-- Supplied material follows --

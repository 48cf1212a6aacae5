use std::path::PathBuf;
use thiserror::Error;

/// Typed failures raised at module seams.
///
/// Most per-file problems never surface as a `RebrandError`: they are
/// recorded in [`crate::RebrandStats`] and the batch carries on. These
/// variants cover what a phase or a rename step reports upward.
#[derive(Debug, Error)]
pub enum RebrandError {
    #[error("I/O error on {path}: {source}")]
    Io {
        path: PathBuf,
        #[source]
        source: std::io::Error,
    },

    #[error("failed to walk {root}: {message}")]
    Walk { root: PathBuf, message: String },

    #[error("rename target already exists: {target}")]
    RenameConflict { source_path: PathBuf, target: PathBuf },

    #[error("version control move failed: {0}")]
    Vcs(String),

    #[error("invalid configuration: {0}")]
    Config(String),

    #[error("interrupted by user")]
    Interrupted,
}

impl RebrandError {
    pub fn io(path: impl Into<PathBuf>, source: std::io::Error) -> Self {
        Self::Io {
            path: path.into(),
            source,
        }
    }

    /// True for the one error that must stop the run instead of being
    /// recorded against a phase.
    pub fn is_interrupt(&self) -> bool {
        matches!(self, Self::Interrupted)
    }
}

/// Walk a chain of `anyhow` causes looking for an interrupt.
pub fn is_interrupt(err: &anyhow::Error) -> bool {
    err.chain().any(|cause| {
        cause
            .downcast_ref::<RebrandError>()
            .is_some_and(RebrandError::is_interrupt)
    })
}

-- Supplied material concluded --
-- Supplied material follows --

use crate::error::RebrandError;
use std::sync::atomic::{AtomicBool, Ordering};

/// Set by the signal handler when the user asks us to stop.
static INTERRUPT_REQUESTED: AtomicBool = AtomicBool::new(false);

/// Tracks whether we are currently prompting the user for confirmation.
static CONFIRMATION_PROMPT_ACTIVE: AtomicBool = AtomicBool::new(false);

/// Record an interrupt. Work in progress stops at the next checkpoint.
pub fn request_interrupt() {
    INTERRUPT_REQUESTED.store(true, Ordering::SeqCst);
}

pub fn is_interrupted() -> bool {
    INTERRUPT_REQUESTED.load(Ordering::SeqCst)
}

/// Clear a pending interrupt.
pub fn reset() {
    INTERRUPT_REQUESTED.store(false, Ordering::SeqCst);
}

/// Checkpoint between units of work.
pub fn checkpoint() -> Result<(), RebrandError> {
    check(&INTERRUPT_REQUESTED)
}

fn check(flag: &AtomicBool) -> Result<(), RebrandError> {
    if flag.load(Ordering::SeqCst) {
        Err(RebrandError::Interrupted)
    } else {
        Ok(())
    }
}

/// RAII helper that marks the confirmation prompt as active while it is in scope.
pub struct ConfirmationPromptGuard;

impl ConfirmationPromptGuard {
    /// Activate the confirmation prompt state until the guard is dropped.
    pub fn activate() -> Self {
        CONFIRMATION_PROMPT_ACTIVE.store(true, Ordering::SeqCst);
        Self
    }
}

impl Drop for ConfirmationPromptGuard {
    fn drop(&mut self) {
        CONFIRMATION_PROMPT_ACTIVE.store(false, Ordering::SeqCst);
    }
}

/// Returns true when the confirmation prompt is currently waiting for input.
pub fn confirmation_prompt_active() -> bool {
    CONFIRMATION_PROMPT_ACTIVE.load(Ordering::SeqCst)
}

-- Supplied material concluded --
-- Supplied material follows --

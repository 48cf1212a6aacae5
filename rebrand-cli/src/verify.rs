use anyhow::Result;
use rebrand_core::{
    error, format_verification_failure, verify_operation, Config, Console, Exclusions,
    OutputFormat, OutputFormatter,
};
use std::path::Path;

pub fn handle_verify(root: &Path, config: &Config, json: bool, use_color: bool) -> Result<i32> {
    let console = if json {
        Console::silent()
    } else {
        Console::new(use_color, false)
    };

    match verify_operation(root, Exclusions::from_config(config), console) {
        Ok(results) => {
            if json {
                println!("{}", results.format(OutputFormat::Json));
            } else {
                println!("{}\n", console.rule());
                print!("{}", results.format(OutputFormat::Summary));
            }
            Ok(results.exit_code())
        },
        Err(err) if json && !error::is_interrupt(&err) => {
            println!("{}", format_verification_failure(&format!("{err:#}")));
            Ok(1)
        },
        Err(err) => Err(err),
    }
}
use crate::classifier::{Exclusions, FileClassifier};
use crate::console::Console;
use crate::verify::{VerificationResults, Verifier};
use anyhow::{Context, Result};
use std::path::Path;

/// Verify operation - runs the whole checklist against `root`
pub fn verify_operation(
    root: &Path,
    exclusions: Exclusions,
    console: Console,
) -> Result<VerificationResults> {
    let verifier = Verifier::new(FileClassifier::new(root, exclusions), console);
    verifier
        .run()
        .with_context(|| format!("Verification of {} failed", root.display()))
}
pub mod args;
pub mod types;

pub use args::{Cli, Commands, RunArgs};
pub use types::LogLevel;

-- Supplied material concluded --

## Task item
In the listing above, which lines include the string "VerificationResults"? Return every one of them.

## Exercise output
use crate::verify::{VerificationResults, Verifier};
) -> Result<VerificationResults> {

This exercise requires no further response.